> [Available data]:
□ □ □

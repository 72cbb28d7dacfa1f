use std::cmp::Ordering;

use crate::models::{ContentCatalog, ContentMetadata, FilterCategory};

/// Number of titles shown by attribute discovery
pub const DEFAULT_TOP_N: usize = 10;

/// Filters the catalog by type, genre and year and ranks by weighted score
///
/// The type filter always applies and matches as a substring. The genre
/// filter applies only when `Genre` is active and a non-empty genre is given;
/// it matches as a substring of the comma-joined genre list, so "Rom" keeps
/// "Action,Romance". The year filter
/// applies only when `Year` is active and a year is given. Ties in weighted
/// score keep catalog order.
pub fn filter_and_rank<'a>(
    catalog: &'a ContentCatalog,
    content_type: &str,
    active: &[FilterCategory],
    year: Option<i32>,
    genre: Option<&str>,
    top_n: usize,
) -> Vec<&'a ContentMetadata> {
    let genre = genre
        .filter(|g| !g.is_empty())
        .filter(|_| active.contains(&FilterCategory::Genre));
    let year = year.filter(|_| active.contains(&FilterCategory::Year));

    let mut matches: Vec<(usize, &ContentMetadata)> = catalog
        .rows()
        .iter()
        .enumerate()
        .filter(|(_, row)| row.content_type.contains(content_type))
        .filter(|(_, row)| genre.map_or(true, |g| row.genres.contains(g)))
        .filter(|(_, row)| year.map_or(true, |y| row.year == y))
        .collect();

    let by_score = |a: &(usize, &ContentMetadata), b: &(usize, &ContentMetadata)| -> Ordering {
        b.1.weighted_score
            .total_cmp(&a.1.weighted_score)
            .then(a.0.cmp(&b.0))
    };

    if matches.len() > top_n {
        matches.select_nth_unstable_by(top_n, by_score);
        matches.truncate(top_n);
    }
    matches.sort_unstable_by(by_score);

    tracing::debug!(
        content_type = %content_type,
        genre = ?genre,
        year = ?year,
        results = matches.len(),
        "Filtered catalog"
    );

    matches.into_iter().map(|(_, row)| row).collect()
}

#[cfg(test)]
mod tests {
    use super::*;

    fn row(id: &str, content_type: &str, genres: &str, year: i32, votes: u64) -> ContentMetadata {
        ContentMetadata::new(
            id.to_string(),
            content_type.to_string(),
            format!("Title {}", id),
            year,
            genres.to_string(),
            1.0,
            votes,
        )
    }

    fn ids<'a>(rows: &[&'a ContentMetadata]) -> Vec<&'a str> {
        rows.iter().map(|r| r.id.as_str()).collect()
    }

    #[test]
    fn test_no_filters_returns_top_ten_by_weighted_score() {
        let catalog = ContentCatalog::new(
            (1..=11)
                .map(|score| row(&score.to_string(), "Movie", "Drama", 2000, score))
                .collect(),
        );

        let result = filter_and_rank(&catalog, "Movie", &[], None, None, DEFAULT_TOP_N);

        assert_eq!(result.len(), 10);
        assert_eq!(
            ids(&result),
            vec!["11", "10", "9", "8", "7", "6", "5", "4", "3", "2"]
        );
    }

    #[test]
    fn test_genre_filter_is_substring_match() {
        let catalog = ContentCatalog::new(vec![
            row("a", "Movie", "Action,Romance", 2000, 4),
            row("b", "Movie", "Comedy", 2000, 3),
            row("c", "Movie", "Comedy", 2000, 2),
            row("d", "Movie", "Romance", 2000, 1),
        ]);

        let result = filter_and_rank(
            &catalog,
            "Movie",
            &[FilterCategory::Genre],
            None,
            Some("Comedy"),
            DEFAULT_TOP_N,
        );
        assert_eq!(ids(&result), vec!["b", "c"]);

        let result = filter_and_rank(
            &catalog,
            "Movie",
            &[FilterCategory::Genre],
            None,
            Some("Rom"),
            DEFAULT_TOP_N,
        );
        assert_eq!(ids(&result), vec!["a", "d"]);
    }

    #[test]
    fn test_inactive_category_ignores_value() {
        let catalog = ContentCatalog::new(vec![
            row("a", "movie", "Drama", 1999, 2),
            row("b", "movie", "Comedy", 2001, 1),
        ]);

        let result = filter_and_rank(&catalog, "movie", &[], Some(1999), Some("Comedy"), 10);
        assert_eq!(ids(&result), vec!["a", "b"]);

        let result = filter_and_rank(&catalog, "movie", &[FilterCategory::Year], Some(2001), None, 10);
        assert_eq!(ids(&result), vec!["b"]);
    }

    #[test]
    fn test_type_filter_is_substring_match() {
        let catalog = ContentCatalog::new(vec![
            row("a", "movie", "Drama", 2000, 1),
            row("b", "tvSeries", "Drama", 2000, 2),
            row("c", "tvMiniSeries", "Drama", 2000, 3),
        ]);

        assert_eq!(ids(&filter_and_rank(&catalog, "Series", &[], None, None, 10)), vec!["c", "b"]);
        assert_eq!(ids(&filter_and_rank(&catalog, "movie", &[], None, None, 10)), vec!["a"]);
    }

    #[test]
    fn test_ties_keep_catalog_order() {
        let catalog = ContentCatalog::new(
            ["x", "y", "z", "w"]
                .iter()
                .map(|id| row(id, "movie", "Drama", 2000, 5))
                .collect(),
        );
        let result = filter_and_rank(&catalog, "movie", &[], None, None, 3);
        assert_eq!(ids(&result), vec!["x", "y", "z"]);
    }

    #[test]
    fn test_empty_results_are_not_an_error() {
        let catalog = ContentCatalog::new(vec![row("a", "movie", "Drama", 2000, 1)]);
        let result = filter_and_rank(
            &catalog,
            "movie",
            &[FilterCategory::Genre, FilterCategory::Year],
            Some(1950),
            Some("Horror"),
            10,
        );
        assert!(result.is_empty());
        assert!(filter_and_rank(&ContentCatalog::default(), "movie", &[], None, None, 10).is_empty());
    }
}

□ □ □

> [Your task]: Looking at the material above, state the number of lines that contain the word "true". Give nothing but that number.

> [Task result]: 2